TASK PROMPT:
Each line from the first down to the one containing "is finalized, whatever" should be returned exactly as it appears below.

[Stored data]
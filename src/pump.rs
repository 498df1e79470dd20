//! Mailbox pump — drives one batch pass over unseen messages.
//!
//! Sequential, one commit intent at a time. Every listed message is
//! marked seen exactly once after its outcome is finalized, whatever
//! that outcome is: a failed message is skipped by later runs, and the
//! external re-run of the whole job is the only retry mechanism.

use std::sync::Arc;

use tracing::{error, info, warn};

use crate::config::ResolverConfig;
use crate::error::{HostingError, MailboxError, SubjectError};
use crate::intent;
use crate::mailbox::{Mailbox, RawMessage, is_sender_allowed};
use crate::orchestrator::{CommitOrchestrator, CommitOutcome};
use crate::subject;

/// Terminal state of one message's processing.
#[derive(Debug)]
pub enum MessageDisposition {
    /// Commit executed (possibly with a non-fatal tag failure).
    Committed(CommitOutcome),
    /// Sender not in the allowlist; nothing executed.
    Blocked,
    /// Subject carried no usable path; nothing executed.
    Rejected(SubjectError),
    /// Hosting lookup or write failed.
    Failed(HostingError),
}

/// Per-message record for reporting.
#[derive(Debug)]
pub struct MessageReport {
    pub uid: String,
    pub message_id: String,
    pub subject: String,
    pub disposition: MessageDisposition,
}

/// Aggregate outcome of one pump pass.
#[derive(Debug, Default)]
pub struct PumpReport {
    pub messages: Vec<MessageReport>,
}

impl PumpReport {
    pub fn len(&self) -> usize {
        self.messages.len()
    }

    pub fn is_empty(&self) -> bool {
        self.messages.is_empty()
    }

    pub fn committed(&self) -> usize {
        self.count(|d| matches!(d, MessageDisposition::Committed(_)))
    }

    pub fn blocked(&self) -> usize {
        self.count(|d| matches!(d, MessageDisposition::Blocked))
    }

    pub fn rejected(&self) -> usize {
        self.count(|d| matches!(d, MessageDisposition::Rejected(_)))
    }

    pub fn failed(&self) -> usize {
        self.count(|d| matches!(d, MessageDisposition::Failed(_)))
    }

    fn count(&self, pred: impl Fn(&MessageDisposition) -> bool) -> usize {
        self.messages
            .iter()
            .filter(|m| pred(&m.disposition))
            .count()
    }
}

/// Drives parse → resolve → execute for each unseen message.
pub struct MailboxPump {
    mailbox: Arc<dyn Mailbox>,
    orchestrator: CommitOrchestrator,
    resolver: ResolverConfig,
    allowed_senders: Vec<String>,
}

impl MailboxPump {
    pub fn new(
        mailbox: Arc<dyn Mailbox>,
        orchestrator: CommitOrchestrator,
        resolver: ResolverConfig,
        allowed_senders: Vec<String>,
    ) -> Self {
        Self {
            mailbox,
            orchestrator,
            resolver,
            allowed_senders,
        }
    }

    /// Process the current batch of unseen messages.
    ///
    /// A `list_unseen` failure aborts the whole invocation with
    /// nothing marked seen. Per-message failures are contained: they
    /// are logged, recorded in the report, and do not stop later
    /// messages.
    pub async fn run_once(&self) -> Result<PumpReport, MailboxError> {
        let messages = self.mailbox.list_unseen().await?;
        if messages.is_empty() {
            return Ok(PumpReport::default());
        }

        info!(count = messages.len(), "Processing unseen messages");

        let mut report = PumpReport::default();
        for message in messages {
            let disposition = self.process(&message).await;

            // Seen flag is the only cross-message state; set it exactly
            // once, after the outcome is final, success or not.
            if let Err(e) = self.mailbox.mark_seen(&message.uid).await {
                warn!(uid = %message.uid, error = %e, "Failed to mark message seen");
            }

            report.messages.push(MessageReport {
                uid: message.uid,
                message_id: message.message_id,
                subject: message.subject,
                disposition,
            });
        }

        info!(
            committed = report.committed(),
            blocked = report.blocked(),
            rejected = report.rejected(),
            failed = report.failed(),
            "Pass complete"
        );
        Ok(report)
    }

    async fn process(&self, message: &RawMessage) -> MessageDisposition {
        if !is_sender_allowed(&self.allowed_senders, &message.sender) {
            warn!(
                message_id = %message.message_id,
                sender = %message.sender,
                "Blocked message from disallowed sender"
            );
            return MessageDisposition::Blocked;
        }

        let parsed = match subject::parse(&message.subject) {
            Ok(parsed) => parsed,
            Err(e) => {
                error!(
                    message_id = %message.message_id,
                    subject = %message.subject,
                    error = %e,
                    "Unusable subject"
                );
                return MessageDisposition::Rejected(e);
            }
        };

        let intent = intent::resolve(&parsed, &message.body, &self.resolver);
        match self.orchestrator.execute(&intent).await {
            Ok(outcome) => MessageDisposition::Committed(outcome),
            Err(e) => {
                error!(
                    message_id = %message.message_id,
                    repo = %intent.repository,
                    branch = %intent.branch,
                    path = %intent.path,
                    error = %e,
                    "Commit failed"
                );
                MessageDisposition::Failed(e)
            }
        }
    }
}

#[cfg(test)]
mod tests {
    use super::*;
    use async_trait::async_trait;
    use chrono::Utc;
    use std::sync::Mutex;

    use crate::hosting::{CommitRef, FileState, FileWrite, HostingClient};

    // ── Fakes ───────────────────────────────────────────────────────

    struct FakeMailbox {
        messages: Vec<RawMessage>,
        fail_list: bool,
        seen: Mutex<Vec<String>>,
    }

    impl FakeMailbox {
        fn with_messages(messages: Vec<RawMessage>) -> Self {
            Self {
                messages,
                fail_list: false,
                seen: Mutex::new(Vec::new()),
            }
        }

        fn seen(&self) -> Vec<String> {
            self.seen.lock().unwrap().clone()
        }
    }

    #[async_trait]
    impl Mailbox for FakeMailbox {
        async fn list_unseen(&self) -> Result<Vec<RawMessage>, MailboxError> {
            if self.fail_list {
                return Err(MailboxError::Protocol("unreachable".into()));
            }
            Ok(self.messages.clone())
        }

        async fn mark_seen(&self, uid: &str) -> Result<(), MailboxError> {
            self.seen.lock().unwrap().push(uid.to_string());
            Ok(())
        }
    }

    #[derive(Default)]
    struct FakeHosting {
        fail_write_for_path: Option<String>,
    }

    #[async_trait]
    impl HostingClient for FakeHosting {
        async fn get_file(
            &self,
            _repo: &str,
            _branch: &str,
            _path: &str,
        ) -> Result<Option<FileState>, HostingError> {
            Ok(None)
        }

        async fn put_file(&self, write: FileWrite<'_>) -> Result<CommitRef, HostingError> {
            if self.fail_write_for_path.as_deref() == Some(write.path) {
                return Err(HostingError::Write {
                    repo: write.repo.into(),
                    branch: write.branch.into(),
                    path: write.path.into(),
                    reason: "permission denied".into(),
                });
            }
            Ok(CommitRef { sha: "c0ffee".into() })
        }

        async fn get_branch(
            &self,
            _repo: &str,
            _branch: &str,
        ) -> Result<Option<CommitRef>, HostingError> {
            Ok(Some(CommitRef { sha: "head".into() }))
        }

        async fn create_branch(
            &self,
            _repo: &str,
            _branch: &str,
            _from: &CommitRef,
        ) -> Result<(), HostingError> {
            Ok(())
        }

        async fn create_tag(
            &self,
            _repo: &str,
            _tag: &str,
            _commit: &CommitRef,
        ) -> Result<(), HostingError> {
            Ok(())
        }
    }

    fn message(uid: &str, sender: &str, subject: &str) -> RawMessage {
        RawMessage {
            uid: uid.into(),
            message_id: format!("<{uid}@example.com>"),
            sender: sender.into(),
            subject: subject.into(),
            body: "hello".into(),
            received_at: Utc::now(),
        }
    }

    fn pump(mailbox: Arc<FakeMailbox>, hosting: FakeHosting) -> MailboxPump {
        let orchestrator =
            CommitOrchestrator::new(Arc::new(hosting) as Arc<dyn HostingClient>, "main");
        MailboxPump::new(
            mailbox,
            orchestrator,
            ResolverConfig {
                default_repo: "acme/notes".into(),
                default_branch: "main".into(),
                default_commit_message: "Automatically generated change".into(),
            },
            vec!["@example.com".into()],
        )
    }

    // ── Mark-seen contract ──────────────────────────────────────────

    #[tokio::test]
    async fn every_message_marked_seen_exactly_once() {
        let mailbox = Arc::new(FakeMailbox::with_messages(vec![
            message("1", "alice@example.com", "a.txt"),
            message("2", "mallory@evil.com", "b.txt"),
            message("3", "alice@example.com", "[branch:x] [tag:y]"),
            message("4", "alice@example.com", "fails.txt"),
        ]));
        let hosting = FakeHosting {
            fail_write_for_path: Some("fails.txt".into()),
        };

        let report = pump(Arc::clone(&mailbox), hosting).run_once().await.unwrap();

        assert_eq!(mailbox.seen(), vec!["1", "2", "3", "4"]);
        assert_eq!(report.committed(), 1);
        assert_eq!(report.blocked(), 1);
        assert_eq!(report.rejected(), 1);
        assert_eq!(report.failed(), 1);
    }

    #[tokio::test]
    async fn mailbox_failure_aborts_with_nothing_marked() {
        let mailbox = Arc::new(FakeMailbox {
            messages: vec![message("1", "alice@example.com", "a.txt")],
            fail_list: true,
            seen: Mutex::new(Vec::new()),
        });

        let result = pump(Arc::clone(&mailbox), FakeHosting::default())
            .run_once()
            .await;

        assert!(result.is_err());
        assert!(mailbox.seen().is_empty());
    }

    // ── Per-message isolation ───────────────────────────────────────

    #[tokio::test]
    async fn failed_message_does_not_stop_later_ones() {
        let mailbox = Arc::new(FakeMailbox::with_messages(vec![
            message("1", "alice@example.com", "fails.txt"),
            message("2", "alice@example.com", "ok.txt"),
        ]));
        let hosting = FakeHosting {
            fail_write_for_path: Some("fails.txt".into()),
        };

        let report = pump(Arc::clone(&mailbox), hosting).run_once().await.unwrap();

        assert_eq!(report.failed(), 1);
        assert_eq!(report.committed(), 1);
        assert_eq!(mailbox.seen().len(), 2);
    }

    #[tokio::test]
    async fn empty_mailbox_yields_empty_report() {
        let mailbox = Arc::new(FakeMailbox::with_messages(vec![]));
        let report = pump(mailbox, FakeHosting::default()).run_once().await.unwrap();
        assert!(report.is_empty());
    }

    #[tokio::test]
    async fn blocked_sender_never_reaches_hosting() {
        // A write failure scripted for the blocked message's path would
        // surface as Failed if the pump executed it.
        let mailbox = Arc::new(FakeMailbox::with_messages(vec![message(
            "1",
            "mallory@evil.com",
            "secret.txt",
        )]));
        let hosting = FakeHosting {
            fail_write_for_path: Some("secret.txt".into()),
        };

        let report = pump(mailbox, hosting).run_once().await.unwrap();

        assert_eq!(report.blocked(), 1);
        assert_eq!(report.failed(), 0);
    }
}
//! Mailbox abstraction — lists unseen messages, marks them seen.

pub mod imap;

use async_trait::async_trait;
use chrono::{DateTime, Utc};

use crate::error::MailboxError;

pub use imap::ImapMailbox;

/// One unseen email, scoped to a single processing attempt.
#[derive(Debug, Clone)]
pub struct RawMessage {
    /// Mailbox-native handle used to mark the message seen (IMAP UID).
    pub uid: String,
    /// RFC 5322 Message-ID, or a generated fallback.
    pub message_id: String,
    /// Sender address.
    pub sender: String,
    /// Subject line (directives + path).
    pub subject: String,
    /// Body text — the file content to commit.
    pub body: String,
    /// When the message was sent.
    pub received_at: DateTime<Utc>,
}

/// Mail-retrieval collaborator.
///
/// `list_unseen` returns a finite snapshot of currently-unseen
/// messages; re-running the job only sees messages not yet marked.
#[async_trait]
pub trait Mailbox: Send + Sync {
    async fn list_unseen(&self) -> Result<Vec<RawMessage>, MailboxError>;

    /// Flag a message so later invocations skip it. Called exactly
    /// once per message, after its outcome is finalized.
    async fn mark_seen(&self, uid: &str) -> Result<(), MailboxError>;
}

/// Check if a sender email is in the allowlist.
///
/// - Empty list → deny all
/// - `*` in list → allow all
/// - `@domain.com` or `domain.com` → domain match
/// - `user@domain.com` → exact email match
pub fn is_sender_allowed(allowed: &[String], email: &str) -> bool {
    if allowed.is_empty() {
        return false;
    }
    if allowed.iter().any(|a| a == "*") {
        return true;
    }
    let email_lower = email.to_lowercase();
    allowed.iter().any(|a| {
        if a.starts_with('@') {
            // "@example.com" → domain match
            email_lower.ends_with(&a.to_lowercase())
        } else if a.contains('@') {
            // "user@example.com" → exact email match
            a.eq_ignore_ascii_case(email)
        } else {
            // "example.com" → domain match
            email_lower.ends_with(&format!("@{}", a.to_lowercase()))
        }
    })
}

RESPONSE TO THIS EXERCISE:
filename src/pump.rs
repository 498df1e79470dd20
//! Mailbox pump — drives one batch pass over unseen messages.
//!
//! Sequential, one commit intent at a time. Every listed message is
//! marked seen exactly once after its outcome is finalized, whatever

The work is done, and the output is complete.